[THE TASK]:
Return exactly the span of lines in the following data that opens with the line containing "filename src/db/seed.rs" and closes with the line containing "trim, and conditioning". Include nothing else.

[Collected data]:

+===+

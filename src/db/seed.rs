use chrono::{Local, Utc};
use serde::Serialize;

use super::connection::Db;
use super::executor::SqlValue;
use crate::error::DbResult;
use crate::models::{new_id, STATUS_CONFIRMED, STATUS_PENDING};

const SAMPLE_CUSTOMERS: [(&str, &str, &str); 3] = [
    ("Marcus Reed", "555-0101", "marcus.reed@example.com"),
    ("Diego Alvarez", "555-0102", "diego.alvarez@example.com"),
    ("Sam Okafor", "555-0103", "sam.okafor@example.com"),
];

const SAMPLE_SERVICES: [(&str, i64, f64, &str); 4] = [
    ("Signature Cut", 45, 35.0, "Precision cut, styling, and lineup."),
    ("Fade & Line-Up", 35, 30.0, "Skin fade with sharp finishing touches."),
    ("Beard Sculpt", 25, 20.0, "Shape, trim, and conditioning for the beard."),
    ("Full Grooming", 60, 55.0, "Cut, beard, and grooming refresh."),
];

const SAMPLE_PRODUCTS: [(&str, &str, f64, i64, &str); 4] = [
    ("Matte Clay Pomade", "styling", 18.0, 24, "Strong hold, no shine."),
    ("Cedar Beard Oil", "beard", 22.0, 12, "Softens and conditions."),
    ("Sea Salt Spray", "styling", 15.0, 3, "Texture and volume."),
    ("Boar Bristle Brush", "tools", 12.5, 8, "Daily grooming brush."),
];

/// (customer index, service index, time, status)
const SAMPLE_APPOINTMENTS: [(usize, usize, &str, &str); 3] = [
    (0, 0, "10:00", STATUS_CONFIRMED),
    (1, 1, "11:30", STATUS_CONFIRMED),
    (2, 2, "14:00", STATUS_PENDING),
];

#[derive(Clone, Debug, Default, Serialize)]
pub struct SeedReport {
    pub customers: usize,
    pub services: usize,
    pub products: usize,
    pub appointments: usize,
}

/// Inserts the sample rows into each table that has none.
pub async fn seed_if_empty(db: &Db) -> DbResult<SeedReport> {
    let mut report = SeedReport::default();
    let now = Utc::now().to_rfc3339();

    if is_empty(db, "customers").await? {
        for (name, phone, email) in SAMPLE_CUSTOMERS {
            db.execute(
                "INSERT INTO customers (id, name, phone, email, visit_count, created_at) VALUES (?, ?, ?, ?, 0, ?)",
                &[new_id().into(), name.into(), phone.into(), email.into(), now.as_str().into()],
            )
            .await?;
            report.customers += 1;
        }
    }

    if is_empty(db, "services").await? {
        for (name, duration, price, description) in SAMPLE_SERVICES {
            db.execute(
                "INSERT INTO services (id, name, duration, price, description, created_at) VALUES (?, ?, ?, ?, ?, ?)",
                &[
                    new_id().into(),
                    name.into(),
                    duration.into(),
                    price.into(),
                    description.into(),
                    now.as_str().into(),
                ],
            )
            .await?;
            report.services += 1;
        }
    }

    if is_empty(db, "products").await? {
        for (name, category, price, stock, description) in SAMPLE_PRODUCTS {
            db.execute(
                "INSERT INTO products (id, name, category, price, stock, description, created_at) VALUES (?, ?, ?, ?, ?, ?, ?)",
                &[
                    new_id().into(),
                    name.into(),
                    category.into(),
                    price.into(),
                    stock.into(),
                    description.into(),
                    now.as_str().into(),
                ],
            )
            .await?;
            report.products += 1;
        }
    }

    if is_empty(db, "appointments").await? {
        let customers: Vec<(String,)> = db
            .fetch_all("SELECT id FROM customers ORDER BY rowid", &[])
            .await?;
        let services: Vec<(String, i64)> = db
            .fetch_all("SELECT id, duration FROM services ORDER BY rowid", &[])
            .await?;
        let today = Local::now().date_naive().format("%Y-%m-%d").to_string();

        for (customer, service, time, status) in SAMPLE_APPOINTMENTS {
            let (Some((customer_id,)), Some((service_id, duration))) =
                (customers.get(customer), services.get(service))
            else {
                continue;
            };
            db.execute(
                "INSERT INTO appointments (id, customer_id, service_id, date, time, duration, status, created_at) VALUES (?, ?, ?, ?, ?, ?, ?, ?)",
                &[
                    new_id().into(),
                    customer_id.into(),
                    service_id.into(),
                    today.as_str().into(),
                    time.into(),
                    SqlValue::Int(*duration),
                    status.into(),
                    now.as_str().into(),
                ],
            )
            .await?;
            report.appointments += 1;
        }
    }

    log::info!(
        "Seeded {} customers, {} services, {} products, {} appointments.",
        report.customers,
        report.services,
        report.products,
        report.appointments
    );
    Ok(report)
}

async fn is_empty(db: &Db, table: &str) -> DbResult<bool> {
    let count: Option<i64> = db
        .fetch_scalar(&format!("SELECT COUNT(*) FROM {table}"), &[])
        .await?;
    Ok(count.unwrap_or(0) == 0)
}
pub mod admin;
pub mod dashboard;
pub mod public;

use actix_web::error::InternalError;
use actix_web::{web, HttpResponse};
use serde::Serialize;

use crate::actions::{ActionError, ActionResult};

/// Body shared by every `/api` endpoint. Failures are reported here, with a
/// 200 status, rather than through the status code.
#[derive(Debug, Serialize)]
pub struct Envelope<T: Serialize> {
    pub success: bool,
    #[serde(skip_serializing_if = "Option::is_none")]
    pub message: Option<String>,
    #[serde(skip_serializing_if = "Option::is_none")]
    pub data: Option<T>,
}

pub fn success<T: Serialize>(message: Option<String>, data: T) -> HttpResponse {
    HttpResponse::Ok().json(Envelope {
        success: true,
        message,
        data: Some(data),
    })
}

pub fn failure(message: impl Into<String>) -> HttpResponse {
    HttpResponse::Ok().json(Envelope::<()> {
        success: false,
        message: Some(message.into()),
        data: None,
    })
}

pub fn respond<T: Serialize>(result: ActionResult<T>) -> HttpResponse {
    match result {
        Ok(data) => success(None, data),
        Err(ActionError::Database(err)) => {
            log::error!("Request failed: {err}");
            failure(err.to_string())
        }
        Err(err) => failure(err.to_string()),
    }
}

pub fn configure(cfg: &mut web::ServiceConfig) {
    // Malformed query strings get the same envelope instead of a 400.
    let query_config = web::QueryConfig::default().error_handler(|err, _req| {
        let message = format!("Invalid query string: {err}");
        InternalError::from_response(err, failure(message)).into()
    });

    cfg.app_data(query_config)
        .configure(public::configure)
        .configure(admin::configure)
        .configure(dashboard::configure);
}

+===+

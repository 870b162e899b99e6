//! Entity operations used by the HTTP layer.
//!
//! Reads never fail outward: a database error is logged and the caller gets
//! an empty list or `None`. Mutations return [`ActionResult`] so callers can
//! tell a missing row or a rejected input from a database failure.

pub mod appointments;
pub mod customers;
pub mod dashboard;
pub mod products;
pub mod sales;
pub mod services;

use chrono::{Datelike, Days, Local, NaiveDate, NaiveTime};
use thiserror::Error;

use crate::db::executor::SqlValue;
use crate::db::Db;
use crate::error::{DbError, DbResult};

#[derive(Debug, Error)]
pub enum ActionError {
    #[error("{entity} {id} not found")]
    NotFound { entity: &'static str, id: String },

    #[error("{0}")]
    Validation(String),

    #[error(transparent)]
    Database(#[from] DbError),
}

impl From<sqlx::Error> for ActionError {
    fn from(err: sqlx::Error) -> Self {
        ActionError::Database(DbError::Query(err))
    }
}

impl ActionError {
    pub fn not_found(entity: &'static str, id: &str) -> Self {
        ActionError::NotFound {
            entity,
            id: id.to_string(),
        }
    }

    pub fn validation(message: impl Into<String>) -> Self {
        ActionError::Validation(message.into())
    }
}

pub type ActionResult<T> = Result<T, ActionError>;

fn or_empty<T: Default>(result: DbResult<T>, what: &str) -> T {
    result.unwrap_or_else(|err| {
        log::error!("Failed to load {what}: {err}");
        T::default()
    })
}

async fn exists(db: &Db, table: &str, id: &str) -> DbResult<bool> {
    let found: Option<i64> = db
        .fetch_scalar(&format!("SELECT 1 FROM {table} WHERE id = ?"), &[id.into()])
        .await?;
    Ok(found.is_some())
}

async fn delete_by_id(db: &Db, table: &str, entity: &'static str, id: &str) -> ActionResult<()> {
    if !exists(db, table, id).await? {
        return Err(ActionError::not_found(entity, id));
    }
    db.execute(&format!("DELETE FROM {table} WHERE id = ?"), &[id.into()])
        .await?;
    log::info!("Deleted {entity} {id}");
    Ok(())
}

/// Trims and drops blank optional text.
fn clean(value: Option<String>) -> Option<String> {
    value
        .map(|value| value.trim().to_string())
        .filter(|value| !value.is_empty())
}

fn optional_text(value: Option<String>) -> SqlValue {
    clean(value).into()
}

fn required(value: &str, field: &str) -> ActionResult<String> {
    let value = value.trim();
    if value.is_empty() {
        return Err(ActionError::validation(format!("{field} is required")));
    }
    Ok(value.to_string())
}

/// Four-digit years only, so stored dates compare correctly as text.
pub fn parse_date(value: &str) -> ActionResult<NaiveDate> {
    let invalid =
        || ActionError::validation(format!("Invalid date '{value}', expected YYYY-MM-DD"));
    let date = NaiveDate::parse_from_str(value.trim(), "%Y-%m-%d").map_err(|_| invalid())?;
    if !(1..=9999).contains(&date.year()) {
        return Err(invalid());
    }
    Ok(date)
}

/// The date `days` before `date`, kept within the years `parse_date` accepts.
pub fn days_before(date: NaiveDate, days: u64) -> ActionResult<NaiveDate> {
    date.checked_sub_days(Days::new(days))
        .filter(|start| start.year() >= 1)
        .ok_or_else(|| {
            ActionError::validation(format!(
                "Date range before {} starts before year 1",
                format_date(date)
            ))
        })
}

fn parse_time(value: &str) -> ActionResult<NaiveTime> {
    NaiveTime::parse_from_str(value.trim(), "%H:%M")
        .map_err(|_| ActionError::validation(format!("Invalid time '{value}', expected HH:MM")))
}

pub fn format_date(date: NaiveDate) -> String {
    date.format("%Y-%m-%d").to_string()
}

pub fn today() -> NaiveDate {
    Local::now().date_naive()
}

+===+

[REPLY]:
filename src/db/seed.rs
use chrono::{Local, Utc};
use serde::Serialize;

use super::connection::Db;
use super::executor::SqlValue;
use crate::error::DbResult;
use crate::models::{new_id, STATUS_CONFIRMED, STATUS_PENDING};

const SAMPLE_CUSTOMERS: [(&str, &str, &str); 3] = [
    ("Marcus Reed", "555-0101", "marcus.reed@example.com"),
    ("Diego Alvarez", "555-0102", "diego.alvarez@example.com"),
    ("Sam Okafor", "555-0103", "sam.okafor@example.com"),
];

const SAMPLE_SERVICES: [(&str, i64, f64, &str); 4] = [
    ("Signature Cut", 45, 35.0, "Precision cut, styling, and lineup."),
    ("Fade & Line-Up", 35, 30.0, "Skin fade with sharp finishing touches."),
    ("Beard Sculpt", 25, 20.0, "Shape, trim, and conditioning for the beard."),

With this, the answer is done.